En 1851 Newman dictó una serie de conferencias destinadas a remover algunos de los prejuicios morales e intelectuales que impedían, a la mayor parte de los ingleses, prestar atención a lo que los católicos tenían que decir. En una de esas intervenciones, el orador se permitió denunciar –fiado de la información del Cardenal Wiseman- la campaña anticatólica de un apóstata italiano (Achilli), diciendo que éste había sido condenado en Roma por delitos de corrupción cometidos con mujeres jóvenes. El ex fraile Achilli inicia un proceso contra Newman, por calumnia, en el cual tanto el jurado como los miembros del tribunal están mal dispuestos en su contra. Aunque Wiseman no consigue proporcionar las pruebas de su acusación, Mary Giberne convenció a las mujeres víctimas de Achilli de atestiguar en Inglaterra la veracidad de los dichos de Newman. Entre tanto, católicos de todas partes del mundo habían enviado los fondos necesarios para costear la defensa judicial. Todo en vano, porque el jurado declaró culpable a Newman y el tribunal lo condenó a pagar una multa de cien libras. La victoria moral de Newman fue, no obstante, clara, como puede colegirse del hecho de que The Times -uno de los periódicos promotores del escándalo por la restauración de la Jerarquía- calificara el proceso de “indecoroso en su naturaleza, insatisfactorio en sus resultados y muy poco apto para aumentar el respeto del pueblo hacia la administración de justicia”.
La Universidad y los fieles laicos
Entre 1851 y 1858, Newman pone todos sus esfuerzos en la tarea de fundar, como primer Rector, la Universidad Católica de Dublín. La claridad de sus ideas sobre cómo debía ser la auténtica formación universitaria -científica y teológica, reconociendo la grandeza de la educación a la vez que sus límites y la necesaria ayuda de la fe- se refleja en las conferencias de La Idea de una Universidad (1859). Sin embargo, el Rector, inglés y converso, encontró serios obstáculos prácticos para llevar adelante sus ideas en Irlanda, donde no contaba con el apoyo de todos los obispos. Entre otras cosas, el insigne educador proponía una educación liberal dirigida a cultivar la inteligencia –no directamente a la formación de la voluntad ni a la formación religiosa-, abierta a ser perfeccionada por la Teología y, en realidad, necesitaba, en la práctica, de la fe católica. El planteamiento, no obstante los matices, pareció a algunos poco ortodoxo. También chocó con la mentalidad de la época -increíblemente persistente hasta nuestros día- su talante “anticlerical”, el de un gentleman inglés -sacerdote, ciertamente, sin fisuras- que proponía nombres de fieles laicos para regir la Universidad o para llevar sus finanzas o para otros cargos. Algunos temían que así podrían perderse el control jerárquico de la institución.

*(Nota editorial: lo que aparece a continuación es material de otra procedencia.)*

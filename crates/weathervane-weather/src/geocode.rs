//! Reverse geocoding: coordinates to a city name via OpenCage.

use std::sync::Arc;
use std::time::Duration;

use reqwest::Client;
use tracing::instrument;

use crate::types::{CityRef, Coordinates, WeatherError};
use crate::wire::{decode, GeocodeResponse};

pub const OPENCAGE_API_BASE: &str = "https://api.opencagedata.com";
const REQUEST_TIMEOUT: Duration = Duration::from_secs(10);

#[derive(Debug, Clone)]
pub struct Geocoder {
    client: Arc<Client>,
    api_key: Option<String>,
    base_url: String,
}

impl Geocoder {
    pub fn new(api_key: Option<String>) -> Result<Self, WeatherError> {
        Self::with_base_url(api_key, OPENCAGE_API_BASE, REQUEST_TIMEOUT)
    }

    pub fn with_base_url(
        api_key: Option<String>,
        base_url: &str,
        timeout: Duration,
    ) -> Result<Self, WeatherError> {
        let client = Client::builder().timeout(timeout).build()?;

        Ok(Self {
            client: Arc::new(client),
            api_key: api_key.filter(|k| !k.trim().is_empty()),
            base_url: base_url.trim_end_matches('/').to_string(),
        })
    }

    /// Resolve a position to the best place name of the first result.
    ///
    /// Every failure after the key check (transport, status, empty result
    /// list, no usable name) is reported as [`WeatherError::Resolve`].
    #[instrument(skip(self), level = "info")]
    pub async fn resolve_city(&self, position: Coordinates) -> Result<CityRef, WeatherError> {
        let api_key = self
            .api_key
            .as_deref()
            .ok_or(WeatherError::MissingApiKey {
                service: "geocoding",
            })?;

        let url = format!("{}/geocode/v1/json", self.base_url);
        let query = format!("{} {}", position.latitude, position.longitude);

        let response = self
            .client
            .get(&url)
            .query(&[("q", query.as_str()), ("key", api_key)])
            .send()
            .await
            .map_err(|e| WeatherError::Resolve(format!("request failed: {}", e)))?;

        let status = response.status();
        if !status.is_success() {
            tracing::debug!("Reverse geocode returned status {}", status);
            return Err(WeatherError::Resolve(format!("geocoder returned {}", status)));
        }

        let body = response
            .text()
            .await
            .map_err(|e| WeatherError::Resolve(format!("reading body: {}", e)))?;
        let parsed: GeocodeResponse =
            decode(&body, "geocode").map_err(|e| WeatherError::Resolve(e.to_string()))?;

        let components = parsed
            .results
            .into_iter()
            .next()
            .map(|r| r.components)
            .ok_or_else(|| WeatherError::Resolve("no results for position".into()))?;

        let name = components
            .place_name()
            .ok_or_else(|| WeatherError::Resolve("result has no place name".into()))?
            .to_string();
        let country = components.country.unwrap_or_default();

        let city = CityRef::new(name, country.trim());
        tracing::info!("Reverse geocoded to: {}", city.display_name());
        Ok(city)
    }
}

Su renuncia fue aceptada en 1859.
Ese mismo año, la revista católica The Rambler, de tono agresivo en general y, de modo especial, crítico para con la Jerarquía, alimentó un conflicto soterrado que no llegó a provocar una censura formal gracias a la mediación de Newman y, en definitiva, a su aceptación de dirigir la publicación para enmendar rumbos. No duró mucho su buena intención, pues en mayo sugirió la idea de que la Jerarquía podría consultar a los laicos en temas que les afectan especialmente –se trataba de juzgar algunas políticas sobre la enseñanza-, y chocó con el clericalismo de la época. Newman tuvo que renunciar, pero ya estaba en prensa un artículo suyo (On Consulting the Faithful in Matters of Doctrine), más desarrollado, que aparecería en julio, explicando la doctrina hoy común -también entre los Padres de la Iglesia, bien conocidos por Newman- del sensus fidelium indefectible en materias de fe y moral [4], además del aporte posible de los laicos en materias prudenciales. Un obispo le acusó de herejía, ante lo cual el ilustre converso se mostró dispuesto a aceptar toda doctrina católica que hubiese sido violentada por lo que estimaba “en el peor de los casos, un lapsus de la pluma deslizado en un irrelevante y no teológico estudio”, cosa innecesaria después de aclararse el malentendido en Roma.
La Apología Pro Vita Sua
El año 1864, Charles Kingsley -clérigo anglicano, capellán de la Reina, tutor del príncipe de Gales, prestigioso escritor y profesor de Cambridge- publicó un artículo en que acusaba a Newman de sostener que la verdad no era una virtud necesaria del clero romano, “que el engaño inteligente es el arma entregada por el Cielo a los santos, para resistir la fuerza bruta y masculina del malvado mundo”. La inusitada calumnia dio origen a un intercambio epistolar y, finalmente, ante la insistencia de Kingsley, a una de las mejores obras de Newman, la Apología Pro Vita Sua, que contiene la historia de sus opiniones religiosas -especialmente de su conversión- y defiende, con honestidad no exenta de emoción, el camino de su vida desde el anglicanismo -tratado con respeto, con cariño a los amigos- hacia la plenitud de la verdad católica. La Apología fue leída con admiración por los católicos -llovieron cartas de felicitación y agradecimiento- y con respeto por los anglicanos y protestantes, que reconocieron la magnanimidad de quien se había hecho católico sin despreciar la religión en la que había vivido. Esta obra reanimó sus relaciones cordiales con sus antiguos compañeros del Movimiento de Oxford, como John Keble -fallecido poco después de su reunión con Newman- y Edward Pusey.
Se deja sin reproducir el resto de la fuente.